I happen to be completely confused. My boyfriend & I have been together for 6 months, a long-distance relationship although we get to see each other every two months. We have a 16year-age difference, but get a long perfectly.
For the past few months, I've been helping him look for a job where I live, although I made it clear to consider relocating in-case he couldn't have a chance. He complains about work, stress, life every single day, and it has really taken a toll on me. Recently, he has returned from a holiday with his parents and has been very emotional about how much he misses them and wants to go back. We are supposed to be going on a holiday together, but now he wants to cancel our holiday and go back to see his parents again. I realized that our personalities are very different since I'm an optimist yet he's always finding a reason to complain and be sad or see things negatively. He freaked out and started being impulsive by saying that he will relocate to where his parents live, and I previously did mention that I wouldn't mind that but he mentioned that our relationship will not work if I relocated which completely didn't make sense.
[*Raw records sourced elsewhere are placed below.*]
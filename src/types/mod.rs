pub mod linalg;

pub use linalg::*;

use serde::{Deserialize, Serialize};

/// One flattened IMU reading.
///
/// The serialized form doubles as the persisted reordered-sample artifact, so the
/// field names follow the extraction tool's key names. A channel that could not be
/// decoded is `None` and the sample is dropped before reconstruction.
#[derive(Clone, Debug, PartialEq, Serialize, Deserialize)]
pub struct Sample {
    #[serde(rename = "3-axis gyroscope", default, with = "optional_triplet")]
    pub gyro: Option<Vec3>,
    #[serde(rename = "3-axis accelerometer", default, with = "optional_triplet")]
    pub accel: Option<Vec3>,
    #[serde(rename = "Timestamp in ms")]
    pub timestamp_ms: f64,
}

impl Sample {
    pub fn new(timestamp_ms: f64, gyro: Vec3, accel: Vec3) -> Self {
        Self {
            gyro: Some(gyro),
            accel: Some(accel),
            timestamp_ms,
        }
    }

    /// Both channels present.
    pub fn is_complete(&self) -> bool {
        self.gyro.is_some() && self.accel.is_some()
    }
}

/// A sample with both channels present, as consumed by the batch stages.
#[derive(Clone, Copy, Debug, PartialEq)]
pub struct ImuReading {
    pub timestamp_ms: f64,
    pub gyro: Vec3,
    pub accel: Vec3,
}

impl TryFrom<&Sample> for ImuReading {
    type Error = ();

    fn try_from(sample: &Sample) -> Result<Self, Self::Error> {
        match (sample.gyro, sample.accel) {
            (Some(gyro), Some(accel)) => Ok(Self {
                timestamp_ms: sample.timestamp_ms,
                gyro,
                accel,
            }),
            _ => Err(()),
        }
    }
}

/// Triplets travel as plain `[x, y, z]` arrays (or `null`) on disk.
mod optional_triplet {
    use super::Vec3;
    use serde::{Deserialize, Deserializer, Serialize, Serializer};

    pub fn serialize<S: Serializer>(value: &Option<Vec3>, serializer: S) -> Result<S::Ok, S::Error> {
        value.map(|v| [v.x, v.y, v.z]).serialize(serializer)
    }

    pub fn deserialize<'de, D: Deserializer<'de>>(deserializer: D) -> Result<Option<Vec3>, D::Error> {
        let raw = Option::<[f64; 3]>::deserialize(deserializer)?;
        Ok(raw.map(|[x, y, z]| Vec3::new(x, y, z)))
    }
}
He wrote me a message saying he'll call me tomorrow, but I know he'll be apologizing for being impulsive and taking all these words back. In my head, I feel like I must let this go before next year comes and he relocates and I'd then be dumped because he'll have more reasons to get paranoid over finding a new job there.
I'm strong enough to deal with a breakup but old memories come back and I feel sad.
HELP!! I want to be there for him, but it's such a risk, shall I move on? shall I just be his friend?
Thanks a lot.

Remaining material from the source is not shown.